■ **SUPPLIED INFORMATION**:

= Beginning of Section =

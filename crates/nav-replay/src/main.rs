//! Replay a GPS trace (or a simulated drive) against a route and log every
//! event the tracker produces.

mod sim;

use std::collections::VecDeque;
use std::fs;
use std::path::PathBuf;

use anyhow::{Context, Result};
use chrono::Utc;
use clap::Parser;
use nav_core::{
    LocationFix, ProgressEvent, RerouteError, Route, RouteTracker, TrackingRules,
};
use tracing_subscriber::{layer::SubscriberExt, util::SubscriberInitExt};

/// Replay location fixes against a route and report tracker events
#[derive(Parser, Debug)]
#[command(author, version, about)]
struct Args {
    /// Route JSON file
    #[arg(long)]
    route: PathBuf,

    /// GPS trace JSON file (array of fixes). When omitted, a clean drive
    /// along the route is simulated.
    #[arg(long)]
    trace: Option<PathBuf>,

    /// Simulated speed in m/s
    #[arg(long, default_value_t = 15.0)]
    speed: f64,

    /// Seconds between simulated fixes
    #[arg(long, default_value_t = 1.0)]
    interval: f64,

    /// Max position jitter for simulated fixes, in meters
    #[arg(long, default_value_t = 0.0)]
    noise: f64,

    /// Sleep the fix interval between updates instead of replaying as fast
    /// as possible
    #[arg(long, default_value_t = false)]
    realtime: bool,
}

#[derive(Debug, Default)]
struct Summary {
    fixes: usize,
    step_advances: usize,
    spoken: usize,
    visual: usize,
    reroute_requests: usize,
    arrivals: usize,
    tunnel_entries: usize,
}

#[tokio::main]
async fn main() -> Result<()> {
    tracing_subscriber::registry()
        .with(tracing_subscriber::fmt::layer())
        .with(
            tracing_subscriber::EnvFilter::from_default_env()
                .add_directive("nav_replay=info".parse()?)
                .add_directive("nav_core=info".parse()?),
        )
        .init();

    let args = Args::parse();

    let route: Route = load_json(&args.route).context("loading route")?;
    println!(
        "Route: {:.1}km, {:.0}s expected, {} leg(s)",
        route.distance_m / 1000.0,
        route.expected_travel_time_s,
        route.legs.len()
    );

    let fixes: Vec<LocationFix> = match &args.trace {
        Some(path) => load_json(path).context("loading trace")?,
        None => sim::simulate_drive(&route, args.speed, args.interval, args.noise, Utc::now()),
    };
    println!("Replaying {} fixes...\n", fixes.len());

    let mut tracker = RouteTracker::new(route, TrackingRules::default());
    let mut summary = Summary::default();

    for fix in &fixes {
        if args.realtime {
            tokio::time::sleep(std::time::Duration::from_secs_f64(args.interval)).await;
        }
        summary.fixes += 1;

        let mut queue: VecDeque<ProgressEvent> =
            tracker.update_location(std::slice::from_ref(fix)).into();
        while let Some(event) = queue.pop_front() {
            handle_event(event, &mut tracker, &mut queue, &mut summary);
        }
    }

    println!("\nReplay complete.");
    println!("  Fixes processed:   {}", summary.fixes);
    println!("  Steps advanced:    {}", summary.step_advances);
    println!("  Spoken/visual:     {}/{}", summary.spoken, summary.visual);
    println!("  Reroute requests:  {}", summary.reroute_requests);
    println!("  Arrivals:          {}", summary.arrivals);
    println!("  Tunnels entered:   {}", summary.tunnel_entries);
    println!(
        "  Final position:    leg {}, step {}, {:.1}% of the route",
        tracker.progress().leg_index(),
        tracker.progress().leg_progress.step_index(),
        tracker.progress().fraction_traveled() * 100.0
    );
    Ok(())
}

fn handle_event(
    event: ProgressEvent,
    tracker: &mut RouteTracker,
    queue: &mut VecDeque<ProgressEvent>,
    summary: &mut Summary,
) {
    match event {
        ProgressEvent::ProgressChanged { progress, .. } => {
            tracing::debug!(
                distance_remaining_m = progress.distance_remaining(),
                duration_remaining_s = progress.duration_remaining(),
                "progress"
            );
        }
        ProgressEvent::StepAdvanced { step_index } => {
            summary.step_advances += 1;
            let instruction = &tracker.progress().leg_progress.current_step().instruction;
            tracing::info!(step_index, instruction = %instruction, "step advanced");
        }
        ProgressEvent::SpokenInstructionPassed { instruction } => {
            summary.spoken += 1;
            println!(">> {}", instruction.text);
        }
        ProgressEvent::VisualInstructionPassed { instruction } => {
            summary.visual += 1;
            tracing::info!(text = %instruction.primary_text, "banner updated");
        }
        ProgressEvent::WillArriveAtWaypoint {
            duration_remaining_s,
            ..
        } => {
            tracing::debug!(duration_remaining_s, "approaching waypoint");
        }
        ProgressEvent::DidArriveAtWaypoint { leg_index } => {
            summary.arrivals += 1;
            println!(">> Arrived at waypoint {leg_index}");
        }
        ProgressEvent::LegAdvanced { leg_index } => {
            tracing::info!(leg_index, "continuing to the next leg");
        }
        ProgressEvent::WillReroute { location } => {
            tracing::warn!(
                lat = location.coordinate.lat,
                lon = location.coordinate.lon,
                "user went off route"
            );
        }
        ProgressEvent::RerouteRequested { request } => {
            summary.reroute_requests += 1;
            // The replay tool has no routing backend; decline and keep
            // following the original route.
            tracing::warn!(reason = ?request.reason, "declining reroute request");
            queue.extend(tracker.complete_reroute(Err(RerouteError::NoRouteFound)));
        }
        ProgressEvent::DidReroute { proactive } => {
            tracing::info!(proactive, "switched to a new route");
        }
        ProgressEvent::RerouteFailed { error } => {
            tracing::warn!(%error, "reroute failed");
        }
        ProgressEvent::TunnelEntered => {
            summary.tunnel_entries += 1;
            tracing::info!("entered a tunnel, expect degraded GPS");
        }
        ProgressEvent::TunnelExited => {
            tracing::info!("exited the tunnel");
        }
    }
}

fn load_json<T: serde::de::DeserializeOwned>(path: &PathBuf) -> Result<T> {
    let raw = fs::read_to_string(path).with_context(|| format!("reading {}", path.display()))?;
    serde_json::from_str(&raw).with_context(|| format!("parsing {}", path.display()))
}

= End of Section =
= Beginning of Section =

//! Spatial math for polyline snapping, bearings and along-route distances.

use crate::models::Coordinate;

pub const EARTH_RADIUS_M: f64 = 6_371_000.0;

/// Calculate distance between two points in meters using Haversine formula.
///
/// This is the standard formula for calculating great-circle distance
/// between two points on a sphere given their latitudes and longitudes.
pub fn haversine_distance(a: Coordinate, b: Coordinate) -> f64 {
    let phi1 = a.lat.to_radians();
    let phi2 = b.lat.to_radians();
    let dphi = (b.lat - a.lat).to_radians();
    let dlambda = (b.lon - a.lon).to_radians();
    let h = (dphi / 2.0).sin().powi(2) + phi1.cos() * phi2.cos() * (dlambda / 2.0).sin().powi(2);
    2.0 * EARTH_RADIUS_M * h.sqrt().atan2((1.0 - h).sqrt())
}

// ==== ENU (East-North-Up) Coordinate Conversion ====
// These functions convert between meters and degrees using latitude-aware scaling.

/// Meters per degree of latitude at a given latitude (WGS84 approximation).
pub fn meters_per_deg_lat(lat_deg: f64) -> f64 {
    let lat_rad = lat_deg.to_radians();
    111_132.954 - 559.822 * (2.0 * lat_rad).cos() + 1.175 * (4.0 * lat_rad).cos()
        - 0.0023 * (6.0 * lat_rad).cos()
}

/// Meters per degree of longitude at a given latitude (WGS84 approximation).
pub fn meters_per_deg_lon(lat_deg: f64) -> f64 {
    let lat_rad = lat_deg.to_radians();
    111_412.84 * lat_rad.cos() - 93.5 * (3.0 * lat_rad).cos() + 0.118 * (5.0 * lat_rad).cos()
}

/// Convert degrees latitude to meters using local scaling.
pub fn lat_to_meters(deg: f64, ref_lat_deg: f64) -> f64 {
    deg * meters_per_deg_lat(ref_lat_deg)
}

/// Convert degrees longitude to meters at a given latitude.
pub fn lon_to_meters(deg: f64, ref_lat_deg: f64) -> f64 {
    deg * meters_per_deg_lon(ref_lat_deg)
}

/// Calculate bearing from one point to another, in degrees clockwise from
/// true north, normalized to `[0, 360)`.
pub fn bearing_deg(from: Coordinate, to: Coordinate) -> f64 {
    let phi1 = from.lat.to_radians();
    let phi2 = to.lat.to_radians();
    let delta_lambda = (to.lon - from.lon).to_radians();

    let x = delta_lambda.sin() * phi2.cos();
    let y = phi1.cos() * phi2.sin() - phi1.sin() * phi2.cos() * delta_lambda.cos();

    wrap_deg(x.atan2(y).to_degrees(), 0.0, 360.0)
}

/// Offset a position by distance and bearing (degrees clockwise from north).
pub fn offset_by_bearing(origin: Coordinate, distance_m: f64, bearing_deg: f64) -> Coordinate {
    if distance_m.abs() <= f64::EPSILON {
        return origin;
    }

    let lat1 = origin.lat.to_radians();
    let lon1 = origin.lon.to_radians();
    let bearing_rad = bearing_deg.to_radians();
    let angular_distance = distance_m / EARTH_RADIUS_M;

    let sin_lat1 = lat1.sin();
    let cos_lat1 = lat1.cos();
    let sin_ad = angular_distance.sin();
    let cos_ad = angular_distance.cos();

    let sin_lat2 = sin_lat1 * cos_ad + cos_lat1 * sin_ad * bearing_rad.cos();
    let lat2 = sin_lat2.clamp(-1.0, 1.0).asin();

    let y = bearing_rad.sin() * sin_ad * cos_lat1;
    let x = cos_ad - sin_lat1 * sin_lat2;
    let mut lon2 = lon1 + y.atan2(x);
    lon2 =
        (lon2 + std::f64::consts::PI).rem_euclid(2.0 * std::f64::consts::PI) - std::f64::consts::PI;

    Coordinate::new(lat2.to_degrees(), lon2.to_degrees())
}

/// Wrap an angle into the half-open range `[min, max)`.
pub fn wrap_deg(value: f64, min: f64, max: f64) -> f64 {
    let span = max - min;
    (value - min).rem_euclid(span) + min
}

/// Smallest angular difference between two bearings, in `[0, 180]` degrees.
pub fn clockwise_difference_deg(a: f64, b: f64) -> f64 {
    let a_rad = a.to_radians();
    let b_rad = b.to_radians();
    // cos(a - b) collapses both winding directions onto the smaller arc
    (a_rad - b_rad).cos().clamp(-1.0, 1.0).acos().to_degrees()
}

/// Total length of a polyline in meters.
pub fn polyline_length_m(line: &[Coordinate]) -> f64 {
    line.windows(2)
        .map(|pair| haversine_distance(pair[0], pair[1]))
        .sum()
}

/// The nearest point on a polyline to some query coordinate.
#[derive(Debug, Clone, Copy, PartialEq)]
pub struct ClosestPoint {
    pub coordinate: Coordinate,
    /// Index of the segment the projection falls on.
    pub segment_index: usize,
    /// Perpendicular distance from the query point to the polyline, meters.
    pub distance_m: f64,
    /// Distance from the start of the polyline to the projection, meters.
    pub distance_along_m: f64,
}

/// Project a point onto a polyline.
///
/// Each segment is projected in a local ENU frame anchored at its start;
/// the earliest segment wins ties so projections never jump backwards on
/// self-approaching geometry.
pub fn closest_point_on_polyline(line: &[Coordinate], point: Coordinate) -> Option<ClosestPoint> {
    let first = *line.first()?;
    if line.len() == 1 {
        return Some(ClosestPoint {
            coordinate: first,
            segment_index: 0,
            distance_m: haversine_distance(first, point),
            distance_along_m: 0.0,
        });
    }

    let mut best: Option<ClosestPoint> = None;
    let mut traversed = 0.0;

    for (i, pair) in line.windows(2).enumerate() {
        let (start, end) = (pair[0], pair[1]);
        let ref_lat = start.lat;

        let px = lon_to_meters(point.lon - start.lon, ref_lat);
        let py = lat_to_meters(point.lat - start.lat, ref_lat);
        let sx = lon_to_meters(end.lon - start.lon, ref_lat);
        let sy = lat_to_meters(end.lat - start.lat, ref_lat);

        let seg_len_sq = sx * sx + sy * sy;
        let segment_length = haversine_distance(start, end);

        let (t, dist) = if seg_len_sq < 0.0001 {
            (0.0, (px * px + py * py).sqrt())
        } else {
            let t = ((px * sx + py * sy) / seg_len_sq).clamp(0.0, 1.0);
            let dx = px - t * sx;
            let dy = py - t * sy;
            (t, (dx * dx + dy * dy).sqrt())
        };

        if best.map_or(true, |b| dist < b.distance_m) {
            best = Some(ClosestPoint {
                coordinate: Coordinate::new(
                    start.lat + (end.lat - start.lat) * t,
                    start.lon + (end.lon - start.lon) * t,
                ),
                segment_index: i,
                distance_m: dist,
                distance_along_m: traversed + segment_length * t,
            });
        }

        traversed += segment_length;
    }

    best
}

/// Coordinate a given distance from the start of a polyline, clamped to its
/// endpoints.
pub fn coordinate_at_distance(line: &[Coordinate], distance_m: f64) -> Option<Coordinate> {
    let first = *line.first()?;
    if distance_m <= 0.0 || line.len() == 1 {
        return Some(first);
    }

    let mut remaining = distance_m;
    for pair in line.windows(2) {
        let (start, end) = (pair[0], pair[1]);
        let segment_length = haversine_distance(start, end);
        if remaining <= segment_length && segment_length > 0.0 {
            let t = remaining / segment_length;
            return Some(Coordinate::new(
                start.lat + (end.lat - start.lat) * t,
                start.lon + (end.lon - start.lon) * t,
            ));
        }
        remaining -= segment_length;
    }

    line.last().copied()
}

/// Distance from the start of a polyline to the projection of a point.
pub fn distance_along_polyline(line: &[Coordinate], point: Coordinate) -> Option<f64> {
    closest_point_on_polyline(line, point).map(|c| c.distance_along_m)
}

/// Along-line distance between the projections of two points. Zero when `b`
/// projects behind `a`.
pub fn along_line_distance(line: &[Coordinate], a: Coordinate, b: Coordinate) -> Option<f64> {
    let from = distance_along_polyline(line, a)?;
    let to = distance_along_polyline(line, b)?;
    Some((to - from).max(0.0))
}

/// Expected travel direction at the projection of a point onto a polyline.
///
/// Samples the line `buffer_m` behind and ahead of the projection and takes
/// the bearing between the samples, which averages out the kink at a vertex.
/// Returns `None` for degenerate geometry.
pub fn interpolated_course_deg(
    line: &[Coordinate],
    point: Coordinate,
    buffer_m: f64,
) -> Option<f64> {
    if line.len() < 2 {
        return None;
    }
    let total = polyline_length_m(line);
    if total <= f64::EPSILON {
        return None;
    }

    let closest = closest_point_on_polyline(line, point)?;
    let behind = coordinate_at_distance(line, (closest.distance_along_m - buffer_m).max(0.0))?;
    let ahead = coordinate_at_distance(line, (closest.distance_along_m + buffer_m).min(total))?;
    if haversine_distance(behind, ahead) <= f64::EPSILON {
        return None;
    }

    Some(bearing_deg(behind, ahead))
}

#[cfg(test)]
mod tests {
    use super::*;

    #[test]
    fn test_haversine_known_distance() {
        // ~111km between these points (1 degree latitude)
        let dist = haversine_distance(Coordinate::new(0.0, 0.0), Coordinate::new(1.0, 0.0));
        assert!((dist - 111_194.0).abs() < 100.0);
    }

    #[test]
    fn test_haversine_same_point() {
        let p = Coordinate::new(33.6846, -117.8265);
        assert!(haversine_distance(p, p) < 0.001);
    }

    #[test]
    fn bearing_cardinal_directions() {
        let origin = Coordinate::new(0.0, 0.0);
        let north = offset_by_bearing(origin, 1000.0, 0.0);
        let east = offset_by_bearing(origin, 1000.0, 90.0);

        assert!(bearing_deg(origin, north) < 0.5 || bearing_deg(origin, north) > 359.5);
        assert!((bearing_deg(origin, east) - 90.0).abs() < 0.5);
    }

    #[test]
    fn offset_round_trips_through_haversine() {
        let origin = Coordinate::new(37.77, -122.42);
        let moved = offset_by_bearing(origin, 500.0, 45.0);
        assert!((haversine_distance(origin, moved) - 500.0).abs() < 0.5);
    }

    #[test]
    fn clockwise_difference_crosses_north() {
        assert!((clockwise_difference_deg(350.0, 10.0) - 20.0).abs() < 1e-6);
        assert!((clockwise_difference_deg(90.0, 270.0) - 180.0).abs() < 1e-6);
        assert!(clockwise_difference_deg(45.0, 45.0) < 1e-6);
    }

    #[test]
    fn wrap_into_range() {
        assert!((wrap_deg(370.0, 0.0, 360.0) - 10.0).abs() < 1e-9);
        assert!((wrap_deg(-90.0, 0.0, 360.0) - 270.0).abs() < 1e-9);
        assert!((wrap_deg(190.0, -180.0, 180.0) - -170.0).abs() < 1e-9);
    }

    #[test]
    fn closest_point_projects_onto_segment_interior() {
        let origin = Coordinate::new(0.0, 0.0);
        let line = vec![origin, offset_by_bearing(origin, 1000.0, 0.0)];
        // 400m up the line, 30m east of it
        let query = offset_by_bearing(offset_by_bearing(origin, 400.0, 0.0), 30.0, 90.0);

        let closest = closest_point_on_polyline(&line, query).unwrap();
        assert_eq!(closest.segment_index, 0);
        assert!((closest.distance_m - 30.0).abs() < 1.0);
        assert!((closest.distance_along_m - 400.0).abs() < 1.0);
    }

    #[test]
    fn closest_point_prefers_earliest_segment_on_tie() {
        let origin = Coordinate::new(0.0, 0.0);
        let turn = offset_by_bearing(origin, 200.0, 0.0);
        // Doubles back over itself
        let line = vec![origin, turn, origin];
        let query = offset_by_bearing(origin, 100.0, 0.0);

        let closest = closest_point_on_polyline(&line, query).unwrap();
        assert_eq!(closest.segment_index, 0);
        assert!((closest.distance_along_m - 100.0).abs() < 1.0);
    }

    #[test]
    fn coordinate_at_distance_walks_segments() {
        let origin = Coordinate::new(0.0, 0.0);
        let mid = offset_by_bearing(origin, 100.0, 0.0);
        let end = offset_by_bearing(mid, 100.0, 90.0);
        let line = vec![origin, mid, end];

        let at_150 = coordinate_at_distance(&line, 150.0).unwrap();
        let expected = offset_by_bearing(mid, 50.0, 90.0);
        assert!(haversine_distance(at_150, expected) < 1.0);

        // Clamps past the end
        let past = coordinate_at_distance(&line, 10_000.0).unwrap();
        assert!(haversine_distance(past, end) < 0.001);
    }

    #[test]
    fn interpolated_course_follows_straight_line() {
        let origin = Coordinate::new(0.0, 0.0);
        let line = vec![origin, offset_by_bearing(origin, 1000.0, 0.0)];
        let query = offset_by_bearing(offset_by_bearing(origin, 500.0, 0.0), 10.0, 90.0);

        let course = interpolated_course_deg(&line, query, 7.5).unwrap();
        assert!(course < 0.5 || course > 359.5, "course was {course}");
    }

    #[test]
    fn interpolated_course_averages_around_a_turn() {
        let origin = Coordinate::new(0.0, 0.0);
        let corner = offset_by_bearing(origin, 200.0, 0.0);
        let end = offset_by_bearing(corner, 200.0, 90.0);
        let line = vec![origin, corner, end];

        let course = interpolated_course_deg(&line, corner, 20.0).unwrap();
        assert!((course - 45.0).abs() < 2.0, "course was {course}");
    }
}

= End of Section =

■ **EXERCISE GOAL**: All lines in the listing above between the line with "let route: Route" and the line with "let fixes: Vec<LocationFix>", inclusive, should be set down exactly, and no line outside that range.

■ **YOUR SOLUTION**:
    let route: Route = load_json(&args.route).context("loading route")?;
    println!(
        "Route: {:.1}km, {:.0}s expected, {} leg(s)",
        route.distance_m / 1000.0,
        route.expected_travel_time_s,
        route.legs.len()
    );

    let fixes: Vec<LocationFix> = match &args.trace {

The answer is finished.